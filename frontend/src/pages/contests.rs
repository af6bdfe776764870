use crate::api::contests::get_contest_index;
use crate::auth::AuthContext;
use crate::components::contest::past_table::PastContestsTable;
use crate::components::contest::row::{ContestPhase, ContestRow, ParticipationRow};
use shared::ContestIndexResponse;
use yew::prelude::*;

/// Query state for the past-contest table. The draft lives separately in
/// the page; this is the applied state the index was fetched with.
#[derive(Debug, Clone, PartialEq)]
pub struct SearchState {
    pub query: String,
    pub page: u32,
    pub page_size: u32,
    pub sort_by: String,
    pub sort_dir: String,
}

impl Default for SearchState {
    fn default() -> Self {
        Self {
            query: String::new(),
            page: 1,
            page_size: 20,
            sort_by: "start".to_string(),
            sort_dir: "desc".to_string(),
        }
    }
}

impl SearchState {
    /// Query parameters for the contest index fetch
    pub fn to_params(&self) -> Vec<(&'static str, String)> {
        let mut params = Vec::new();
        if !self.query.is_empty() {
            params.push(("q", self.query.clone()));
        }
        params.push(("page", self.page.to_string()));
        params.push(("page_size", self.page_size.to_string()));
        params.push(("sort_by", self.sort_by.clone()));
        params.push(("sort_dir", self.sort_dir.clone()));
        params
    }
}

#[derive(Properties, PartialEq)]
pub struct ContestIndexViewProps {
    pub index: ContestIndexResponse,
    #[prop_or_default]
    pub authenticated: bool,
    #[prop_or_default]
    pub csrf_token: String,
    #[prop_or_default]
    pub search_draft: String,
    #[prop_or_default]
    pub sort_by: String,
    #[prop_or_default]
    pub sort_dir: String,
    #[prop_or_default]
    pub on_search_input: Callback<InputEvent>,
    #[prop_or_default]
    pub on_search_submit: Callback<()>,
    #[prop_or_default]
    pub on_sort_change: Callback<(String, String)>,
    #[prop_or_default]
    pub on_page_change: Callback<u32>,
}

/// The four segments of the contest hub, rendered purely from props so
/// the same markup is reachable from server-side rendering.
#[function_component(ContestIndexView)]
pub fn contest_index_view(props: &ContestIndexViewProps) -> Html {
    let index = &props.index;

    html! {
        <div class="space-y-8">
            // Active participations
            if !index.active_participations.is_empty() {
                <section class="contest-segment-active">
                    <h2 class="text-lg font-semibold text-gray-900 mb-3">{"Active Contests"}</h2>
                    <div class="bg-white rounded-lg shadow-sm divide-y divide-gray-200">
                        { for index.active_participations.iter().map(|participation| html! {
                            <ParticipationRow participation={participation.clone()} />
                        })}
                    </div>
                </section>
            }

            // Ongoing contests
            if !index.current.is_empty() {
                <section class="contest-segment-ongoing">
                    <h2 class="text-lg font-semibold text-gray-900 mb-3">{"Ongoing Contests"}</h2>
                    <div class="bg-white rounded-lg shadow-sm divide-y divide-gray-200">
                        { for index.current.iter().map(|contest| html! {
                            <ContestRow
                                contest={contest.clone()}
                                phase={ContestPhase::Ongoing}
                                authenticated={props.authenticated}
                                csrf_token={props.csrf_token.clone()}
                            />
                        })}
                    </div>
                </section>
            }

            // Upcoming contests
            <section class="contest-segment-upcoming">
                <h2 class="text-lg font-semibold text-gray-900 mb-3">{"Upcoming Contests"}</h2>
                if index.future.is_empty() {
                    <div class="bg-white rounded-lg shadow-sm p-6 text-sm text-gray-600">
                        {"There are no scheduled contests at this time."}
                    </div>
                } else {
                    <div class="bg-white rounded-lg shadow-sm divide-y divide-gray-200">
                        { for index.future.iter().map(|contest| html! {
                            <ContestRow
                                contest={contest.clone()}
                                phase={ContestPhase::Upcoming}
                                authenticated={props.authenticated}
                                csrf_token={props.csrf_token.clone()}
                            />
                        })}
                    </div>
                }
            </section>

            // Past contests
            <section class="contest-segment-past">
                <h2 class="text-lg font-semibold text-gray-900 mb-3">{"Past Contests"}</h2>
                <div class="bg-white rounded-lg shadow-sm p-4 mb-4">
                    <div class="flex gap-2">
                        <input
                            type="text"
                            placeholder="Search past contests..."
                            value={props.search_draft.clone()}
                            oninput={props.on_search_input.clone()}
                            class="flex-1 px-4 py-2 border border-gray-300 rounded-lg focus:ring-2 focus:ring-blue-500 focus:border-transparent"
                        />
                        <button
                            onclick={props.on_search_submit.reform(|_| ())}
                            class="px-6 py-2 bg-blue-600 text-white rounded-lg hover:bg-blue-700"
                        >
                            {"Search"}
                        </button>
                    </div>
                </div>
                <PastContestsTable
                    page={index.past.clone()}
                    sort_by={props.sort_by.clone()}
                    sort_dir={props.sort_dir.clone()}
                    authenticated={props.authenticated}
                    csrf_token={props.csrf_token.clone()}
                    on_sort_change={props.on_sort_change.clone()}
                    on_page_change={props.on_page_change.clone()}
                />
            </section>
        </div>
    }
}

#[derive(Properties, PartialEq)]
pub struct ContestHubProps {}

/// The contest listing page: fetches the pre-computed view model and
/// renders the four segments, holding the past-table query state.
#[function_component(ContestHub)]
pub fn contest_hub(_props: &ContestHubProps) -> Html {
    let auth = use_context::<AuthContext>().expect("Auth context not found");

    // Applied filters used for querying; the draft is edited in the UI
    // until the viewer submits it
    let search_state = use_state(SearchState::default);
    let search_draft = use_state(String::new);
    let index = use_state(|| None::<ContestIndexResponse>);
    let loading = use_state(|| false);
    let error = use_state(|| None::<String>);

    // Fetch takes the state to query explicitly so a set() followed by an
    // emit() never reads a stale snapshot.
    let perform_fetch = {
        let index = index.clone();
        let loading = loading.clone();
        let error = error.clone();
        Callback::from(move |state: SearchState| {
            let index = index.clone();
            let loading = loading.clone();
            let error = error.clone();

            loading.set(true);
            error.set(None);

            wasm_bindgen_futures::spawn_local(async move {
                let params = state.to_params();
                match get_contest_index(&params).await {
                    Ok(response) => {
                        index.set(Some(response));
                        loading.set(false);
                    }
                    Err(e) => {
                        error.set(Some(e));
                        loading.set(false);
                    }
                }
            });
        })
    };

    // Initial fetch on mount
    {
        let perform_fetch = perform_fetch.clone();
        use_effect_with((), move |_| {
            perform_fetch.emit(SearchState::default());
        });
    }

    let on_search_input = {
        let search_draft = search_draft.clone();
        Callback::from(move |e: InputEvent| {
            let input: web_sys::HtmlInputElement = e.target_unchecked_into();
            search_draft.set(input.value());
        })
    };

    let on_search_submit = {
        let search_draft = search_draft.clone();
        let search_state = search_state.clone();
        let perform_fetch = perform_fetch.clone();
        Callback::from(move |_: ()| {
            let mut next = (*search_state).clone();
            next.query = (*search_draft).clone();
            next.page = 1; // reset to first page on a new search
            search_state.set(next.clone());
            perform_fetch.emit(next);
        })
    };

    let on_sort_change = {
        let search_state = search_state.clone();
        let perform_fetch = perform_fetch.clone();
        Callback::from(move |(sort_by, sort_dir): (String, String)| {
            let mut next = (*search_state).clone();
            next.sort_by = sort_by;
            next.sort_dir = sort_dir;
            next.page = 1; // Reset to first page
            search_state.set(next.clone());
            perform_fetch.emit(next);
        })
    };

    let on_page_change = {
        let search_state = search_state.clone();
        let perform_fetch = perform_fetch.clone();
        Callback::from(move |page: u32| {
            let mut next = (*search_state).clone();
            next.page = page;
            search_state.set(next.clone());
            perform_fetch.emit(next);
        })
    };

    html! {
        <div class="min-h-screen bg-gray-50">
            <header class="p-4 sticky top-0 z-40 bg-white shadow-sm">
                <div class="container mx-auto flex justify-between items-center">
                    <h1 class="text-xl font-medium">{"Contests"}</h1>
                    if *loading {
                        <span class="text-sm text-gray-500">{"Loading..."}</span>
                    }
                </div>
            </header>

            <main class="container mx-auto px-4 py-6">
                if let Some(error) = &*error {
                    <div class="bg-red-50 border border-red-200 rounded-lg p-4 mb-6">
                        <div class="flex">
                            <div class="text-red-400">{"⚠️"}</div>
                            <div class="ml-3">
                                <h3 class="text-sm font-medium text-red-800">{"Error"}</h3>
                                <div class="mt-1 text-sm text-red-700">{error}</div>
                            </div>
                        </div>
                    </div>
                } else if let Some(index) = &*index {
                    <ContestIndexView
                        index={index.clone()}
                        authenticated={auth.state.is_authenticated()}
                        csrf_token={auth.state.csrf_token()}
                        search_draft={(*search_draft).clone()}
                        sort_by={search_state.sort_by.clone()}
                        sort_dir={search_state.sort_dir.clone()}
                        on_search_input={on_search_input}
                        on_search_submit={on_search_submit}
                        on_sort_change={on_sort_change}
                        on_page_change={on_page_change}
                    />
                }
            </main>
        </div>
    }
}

──────────────────────────────

Return the number of lines containing the word "main" in these records, with no additional output.

2